I shouldn’t need to start this out by noting that I think Pete Rose should be in the Hall of Fame, since I’ve blathered on and on about that for quite a few years. But there it is anyway … on the record, so to speak.
I mention this because there’s a new movie about Pete’s career exploits being premiered this week – “4192: The Crowning of the Hit King.”
(Pete Rose artwork by Arthur K. Miller, www.artofthegame.com)
Fair enough. It’s the brainchild of a Covington, Ky.-based production company called Barking Fish Entertainment, which reportedly wanted to accentuate the positive when it came to telling the unique story of the banished former ballplayer and manager. Again, I don’t necessarily have a problem with that as far as it goes.
But I am wondering just how far that might be. One of the news reports that I read stated unequivocally that there was not just a downplaying of the negative there was no negative to be found. If true, Ouch!
According to a website called www.OzarksFirst.com, the documentary “never mentions gambling, corked bats, his use of amphetamines or other controversies that surrounded Rose after his playing career ended.”
I like going out on a limb from time to time, so let me just say that I don’t believe it. I don’t believe that a purported documentary about a figure of national prominence could completely ignore such a vital element of the story. The parallels are obvious and plentiful.
President Nixon visits the Great Wall of China and opens relations between West and East and then fade to black, the curtain falls and roll credits? Or to make it more direct, Joe Jackson bats .375 in the 1919 World Series, plays one more season and then hangs up his spikes at age 31 after managing to bat .382 in his final campaign?
The more obvious example would be O.J. Simpson, but I wouldn’t want to equate Pete’s transgressions with what Simpson did. And that may be the biggest point in his favor.

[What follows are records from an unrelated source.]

#[cfg(feature = "tracing")]
macro_rules! strace {
    ($($tt:tt)*) => {
        tracing::trace!(target: "snapper", $($tt)*)
    };
}

#[cfg(not(feature = "tracing"))]
macro_rules! strace {
    ($($tt:tt)*) => {};
}

#[cfg(feature = "tracing")]
macro_rules! swarn {
    ($($tt:tt)*) => {
        tracing::warn!(target: "snapper", $($tt)*)
    };
}

#[cfg(not(feature = "tracing"))]
macro_rules! swarn {
    ($($tt:tt)*) => {};
}
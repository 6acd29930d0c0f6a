//! Adapter utilities for the `snapper` crate.
//!
//! The `snapper` crate is UI-agnostic and only computes stops. This crate provides small,
//! framework-neutral pieces a page needs around it:
//!
//! - A carousel [`Controller`] owning the stop list, the active indicator and a settle debounce
//! - A [`Carousel`] widget that binds a controller to a [`ScrollTrack`] and an [`IndicatorStrip`]
//! - A headless [`Lightbox`] navigator for image galleries
//!
//! No DOM bindings live here. A platform layer implements the two traits and forwards its
//! events (`load`, `resize`, `scroll`, timer ticks, clicks, key presses) as method calls.
#![cfg_attr(not(feature = "std"), no_std)]
#![forbid(unsafe_code)]

extern crate alloc;

#[cfg(test)]
extern crate std;

#[macro_use]
mod macros;

mod carousel;
mod controller;
mod debounce;
mod error;
mod host;
mod lightbox;
mod options;

#[cfg(test)]
mod tests;

pub use carousel::Carousel;
pub use controller::Controller;
pub use debounce::Debounce;
pub use error::MountError;
pub use host::{Controls, Indicator, IndicatorStrip, ScrollBehavior, ScrollTrack, aria_current};
pub use lightbox::{GalleryItem, KeyOutcome, Lightbox, LightboxKey, LightboxView};
pub use options::{CarouselOptions, DEFAULT_SETTLE_DELAY_MS};

pub use snapper::{
    CardRect, Measurement, ScrollDirection, SnapMode, SnapOptions, SnapStops, Viewport,
};
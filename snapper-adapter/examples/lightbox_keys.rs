// Example: keyboard navigation through a lightbox gallery.
use snapper_adapter::{GalleryItem, KeyOutcome, Lightbox, LightboxKey};

fn main() {
    let items = ["sunrise", "harbour", "night market"]
        .into_iter()
        .map(|name| GalleryItem::new(format!("/img/{name}.jpg"), name));
    let Some(mut lightbox) = Lightbox::<&str>::new(items) else {
        return;
    };

    if let Some(view) = lightbox.open(0, Some("thumb-0")) {
        println!("open {} ({})", view.src, view.caption());
    }

    for key in [
        LightboxKey::ArrowRight,
        LightboxKey::ArrowRight,
        LightboxKey::ArrowRight,
        LightboxKey::ArrowLeft,
        LightboxKey::Escape,
    ] {
        match lightbox.on_key(key) {
            KeyOutcome::Moved(i) => {
                let view = lightbox.view();
                println!("{key:?} -> {i} {:?}", view.map(|v| v.src));
            }
            KeyOutcome::Closed(focus) => println!("{key:?} -> closed, refocus {focus:?}"),
            KeyOutcome::Ignored => println!("{key:?} -> ignored"),
        }
    }
}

Pete Rose didn’t murder anybody. I know there are good and honorable people who truly believe that his continued banishment from the game is appropriate and just, but I would simply take another tack.
He has been banished from the game he loved for more than two decades, denied the opportunity to make a living on the very ball fields where he performed with such unrelenting distinction for a quarter century. Can’t we make a case that the punishment has been more than adequate?
And for those purists who think it’s just fine the way it is – the permanent ineligibility now means only his Hall of Fame exclusion, since getting rehired in baseball is probably moot – I would ask one question.
How are we going to reconcile our continued thumping of Pete Rose with our eventual acceptance of the steroid crowd? To exclude nearly a whole generation of baseball’s greatest players from the Hall of Fame is simply something that’s not going to happen. We may spank them for a while, and maybe even a lot longer than I might suppose, but eventually they are going to end up in Cooperstown.
And if/when they do, their plaques will presumably mention steroids, just as a hypothetical Pete Rose plaque would have to mention gambling and “permanent ineligibility” in some fashion.
You can’t just close your eyes and pretend that it never happened. If you’re going to do that, you may just as well get your little cartons of chocolate milk and a box of cookies and wrap yourself in your blanket as you sit cross-legged on the floor.